EXERCISE INPUT |

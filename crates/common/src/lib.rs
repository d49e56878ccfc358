//! Zenodo deposition engine core
//!
//! Shared code for the gateway, the worker and the operator CLI including:
//! - Database models and schema bootstrap
//! - Persistent identifier store, registrars and record versioning
//! - Deposition lifecycle and the publication pipeline
//! - Metadata validation, translation and serialization
//! - OAI set synchronisation, communities and the mapping reconciler
//! - Integrity auditors, background tasks and the task queue
//! - Error types, configuration, caching and metrics

pub mod auditor;
pub mod auth;
pub mod cache;
pub mod communities;
pub mod config;
pub mod db;
pub mod deposit;
pub mod errors;
pub mod indexer;
pub mod kb;
pub mod metrics;
pub mod notify;
pub mod oaiset;
pub mod peer_review;
pub mod pidstore;
pub mod pipeline;
pub mod preservation;
pub mod providers;
pub mod queue;
pub mod records;
pub mod serializers;
pub mod services;
pub mod sitemap;
pub mod storage;
pub mod tasks;
pub mod translator;
pub mod validators;
pub mod versioning;

// Re-export commonly used types
pub use auth::AuthContext;
pub use config::AppConfig;
pub use deposit::{Actor, DepositService};
pub use errors::{AppError, Result};
pub use pipeline::Publisher;
pub use services::Services;

/// Application version
pub const VERSION: &str = env!("CARGO_PKG_VERSION");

EXERCISE DETAILS | When a line in the material above contains the word "tasks", copy that line out.

TASK SOLUTION |
//! - Integrity auditors, background tasks and the task queue
pub mod tasks;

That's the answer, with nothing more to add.